The vaccine regimen for Moderna’s product involves an initial inoculation, followed by a booster shot 28 days later. Pfizer’s vaccine also follows a similar regimen.

“We know that for the Moderna vaccine, giving half of the dose to people between the ages of 18 and 55, two doses, half the dose, which means exactly achieving the objective of immunizing double the number of people with the doses we have,” Slaoui said.

“We know it induces identical immune response” to the full dose, he said, adding that the FDA would ultimately decide whether to accelerate injecting half the volume of the vaccine in order to get more people inoculated faster.

According to Slaoui, around 17.5 million doses of Pfizer’s and Moderna’s two-dose vaccines have been distributed in the United States, but data from the Centers for Disease Control and Prevention (CDC) show just 4.2 million doses have been administered as of Jan. 2.

Slaoui said on Jan. 3 that in the previous 72 hours, another 1.5 million people had received shots.

A nurse prepares a syringe with the COVID-19 Moderna vaccine for a worker of the New York City Fire Department Bureau of Emergency Medical Services, amid the COVID-19 pandemic in the Manhattan borough of New York City on Dec. 23, 2020. (Carlo Allegri/Reuters)
A nurse prepares a syringe with the COVID-19 Moderna vaccine for a worker of the New York City Fire Department Bureau of Emergency Medical Services, amid the COVID-19 pandemic in the Manhattan borough of New York City on Dec. 23, 2020. (Carlo Allegri/Reuters)

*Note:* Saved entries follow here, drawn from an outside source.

use std::collections::HashMap;
use std::sync::{Arc, PoisonError, RwLock};

use uuid::Uuid;

use crate::scope::entry::ScopeEntry;
use crate::scope::identity::DependencyIdentity;

/// Identity of one established user session.
///
/// Unlike a window key this is no surrogate: the session exists before any
/// session-scoped dependency can be requested, so the handle is simply
/// carried by the session itself.
#[derive(Debug, Clone, Copy, PartialEq, Eq, Hash)]
pub struct SessionId(Uuid);

impl SessionId {
    /// Mint a fresh session id
    pub fn new() -> Self {
        Self(Uuid::new_v4())
    }
}

impl Default for SessionId {
    fn default() -> Self {
        Self::new()
    }
}

impl std::fmt::Display for SessionId {
    fn fmt(&self, f: &mut std::fmt::Formatter<'_>) -> std::fmt::Result {
        write!(f, "session-{}", self.0)
    }
}

/// Cache of session-scoped singletons, one entry per session.
///
/// Same shape and locking discipline as the window scope, but the handle is
/// passed explicitly on every call: there is no construction-order problem
/// for sessions and therefore no registry fallback and no failure path in
/// `get`. Constructed once at process start and shared by reference; there
/// is deliberately no lazily-initialized global accessor.
pub struct SessionScope {
    entries: RwLock<HashMap<SessionId, Arc<ScopeEntry>>>,
}

impl SessionScope {
    /// Create an empty session scope
    pub fn new() -> Self {
        Self {
            entries: RwLock::new(HashMap::new()),
        }
    }

    /// Get the session-scoped instance of `T`, constructing it on first
    /// access for this session.
    pub fn get<T, F>(&self, session: SessionId, factory: F) -> Arc<T>
    where
        T: Send + Sync + 'static,
        F: FnOnce() -> T,
    {
        self.get_identified(session, DependencyIdentity::of::<T>(), factory)
    }

    /// Get the session-scoped instance of `T` under a qualifier
    pub fn get_qualified<T, F>(&self, session: SessionId, qualifier: &str, factory: F) -> Arc<T>
    where
        T: Send + Sync + 'static,
        F: FnOnce() -> T,
    {
        self.get_identified(session, DependencyIdentity::qualified::<T>(qualifier), factory)
    }

    pub(crate) fn get_identified<T, F>(
        &self,
        session: SessionId,
        identity: DependencyIdentity,
        factory: F,
    ) -> Arc<T>
    where
        T: Send + Sync + 'static,
        F: FnOnce() -> T,
    {
        self.entry_for(session).get_or_create(identity, factory)
    }

    fn entry_for(&self, session: SessionId) -> Arc<ScopeEntry> {
        if let Some(entry) = self
            .entries
            .read()
            .unwrap_or_else(PoisonError::into_inner)
            .get(&session)
        {
            return entry.clone();
        }

        let mut entries = self.entries.write().unwrap_or_else(PoisonError::into_inner);
        entries
            .entry(session)
            .or_insert_with(|| {
                tracing::debug!(%session, "creating session scope entry");
                Arc::new(ScopeEntry::new())
            })
            .clone()
    }

    /// Pre-create an empty entry for `session`
    pub fn start_scope(&self, session: SessionId) {
        let mut entries = self.entries.write().unwrap_or_else(PoisonError::into_inner);
        entries.entry(session).or_insert_with(|| {
            tracing::debug!(%session, "session scope started");
            Arc::new(ScopeEntry::new())
        });
    }

    /// Check if an entry exists for `session`
    pub fn has_entry_for(&self, session: SessionId) -> bool {
        self.entries
            .read()
            .unwrap_or_else(PoisonError::into_inner)
            .contains_key(&session)
    }

    /// Drop the entry for `session`. Releasing an unknown session is a
    /// no-op; the return value reports whether an entry was removed.
    pub fn release(&self, session: SessionId) -> bool {
        let removed = self
            .entries
            .write()
            .unwrap_or_else(PoisonError::into_inner)
            .remove(&session)
            .is_some();

        if removed {
            tracing::debug!(%session, "session scope released");
        } else {
            tracing::debug!(%session, "release for unknown session ignored");
        }
        removed
    }

    /// Drop every entry
    pub fn flush(&self) {
        let mut entries = self.entries.write().unwrap_or_else(PoisonError::into_inner);
        let dropped = entries.len();
        entries.clear();
        tracing::debug!(entries = dropped, "session scope flushed");
    }

    /// Number of live entries
    pub fn entry_count(&self) -> usize {
        self.entries
            .read()
            .unwrap_or_else(PoisonError::into_inner)
            .len()
    }

    /// Number of constructed instances cached for `session`, zero if no
    /// entry exists
    pub fn instance_count_for(&self, session: SessionId) -> usize {
        self.entries
            .read()
            .unwrap_or_else(PoisonError::into_inner)
            .get(&session)
            .map_or(0, |entry| entry.instance_count())
    }

    /// Total constructed instances across all entries
    pub fn instance_count(&self) -> usize {
        self.entries
            .read()
            .unwrap_or_else(PoisonError::into_inner)
            .values()
            .map(|entry| entry.instance_count())
            .sum()
    }
}

impl Default for SessionScope {
    fn default() -> Self {
        Self::new()
    }
}

impl std::fmt::Debug for SessionScope {
    fn fmt(&self, f: &mut std::fmt::Formatter<'_>) -> std::fmt::Result {
        f.debug_struct("SessionScope")
            .field("entry_count", &self.entry_count())
            .finish()
    }
}

#[cfg(test)]
mod tests {
    use super::*;
    use std::sync::atomic::{AtomicUsize, Ordering};

    #[test]
    fn test_idempotence_within_a_session() {
        let scope = SessionScope::new();
        let session = SessionId::new();
        let calls = AtomicUsize::new(0);

        let first: Arc<String> = scope.get(session, || {
            calls.fetch_add(1, Ordering::SeqCst);
            "preferences".to_string()
        });
        let second: Arc<String> = scope.get(session, || {
            calls.fetch_add(1, Ordering::SeqCst);
            "preferences".to_string()
        });

        assert!(Arc::ptr_eq(&first, &second));
        assert_eq!(calls.load(Ordering::SeqCst), 1);
    }

    #[test]
    fn test_isolation_across_sessions() {
        let scope = SessionScope::new();
        let alice = SessionId::new();
        let bob = SessionId::new();

        let for_alice: Arc<String> = scope.get(alice, || "basket".to_string());
        let for_bob: Arc<String> = scope.get(bob, || "basket".to_string());

        assert!(!Arc::ptr_eq(&for_alice, &for_bob));
    }

    #[test]
    fn test_release_then_get_constructs_fresh_instance() {
        let scope = SessionScope::new();
        let session = SessionId::new();

        let before: Arc<u32> = scope.get(session, || 1);
        assert!(scope.release(session));
        assert!(!scope.release(session));

        let after: Arc<u32> = scope.get(session, || 2);
        assert!(!Arc::ptr_eq(&before, &after));
    }

    #[test]
    fn test_start_scope_and_counts() {
        let scope = SessionScope::new();
        let session = SessionId::new();

        scope.start_scope(session);
        assert!(scope.has_entry_for(session));
        assert_eq!(scope.instance_count_for(session), 0);

        let _prefs: Arc<String> = scope.get(session, || "prefs".to_string());
        assert_eq!(scope.instance_count_for(session), 1);

        scope.flush();
        assert_eq!(scope.entry_count(), 0);
    }

    #[test]
    fn test_session_ids_are_unique() {
        assert_ne!(SessionId::new(), SessionId::new());
    }
}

CBS’s Margaret Brennan asked Slaoui whether it was reasonable to use the existing vaccine supply to “hit as many people at once” rather than hold back half the doses for a second shot, the idea being to “space out the time between doses” and administer the second booster shot as more doses are manufactured.

Slaoui said the effectiveness data of the vaccine is based on a two-dose regimen at a specific interval and that using up the existing supply on the first wave of shots without clarity on when the second dose would be available may not achieve the goal of providing protection.

“We have no data after one dose,” he said, adding that leaving “people a month, two months, three months with maybe incomplete immunity, waning immunity, maybe even the wrong kind of immune response induced,” would “not be responsible,” referring to Brennan’s suggestion.

He said the correct approach is to maintain the two-dose regimen as the second dose “gives you 10 times higher immune response than the first dose,” adding that a better solution to getting more people vaccinated quickly is to reduce dosage size in the Moderna vaccine.

“I think that’s a more responsible approach that will be based on facts and data to immunize more people. And, of course, we continue to produce more vaccine doses,” he said.

It comes amid concerns that vaccine rollout in the United States has been slow. Trump administration officials had said they expected 20 million people would get vaccinated against COVID-19 by the end of the year, but the figure now stands at around one-third of the initial projection.

Dr. Anthony Fauci, head of the National Institute of Allergy and Infectious Diseases, said in an interview last week on NBC’s “Today” program that “we would’ve liked to have seen it run smoothly and have 20 million doses into people today, by the end of the [year] 2020, which was the projection,“ and that ”obviously, it didn’t happen, and that’s disappointing.”
President Donald Trump has repeatedly urged states to ramp up vaccine administration.
“Some States are very slow to inoculate recipients despite successful and very large scale distribution of vaccines by the Federal Government. They will get it done!” Trump wrote in a recent tweet.

Slaoui was asked in the interview whether Operation Warp Speed could help accelerate vaccine rollout, to which he replied: “We stand by here to help any specific request.

“We will do the best we can, as we have done over the last eight months, to make these vaccines, indeed, make it into the arms of people.”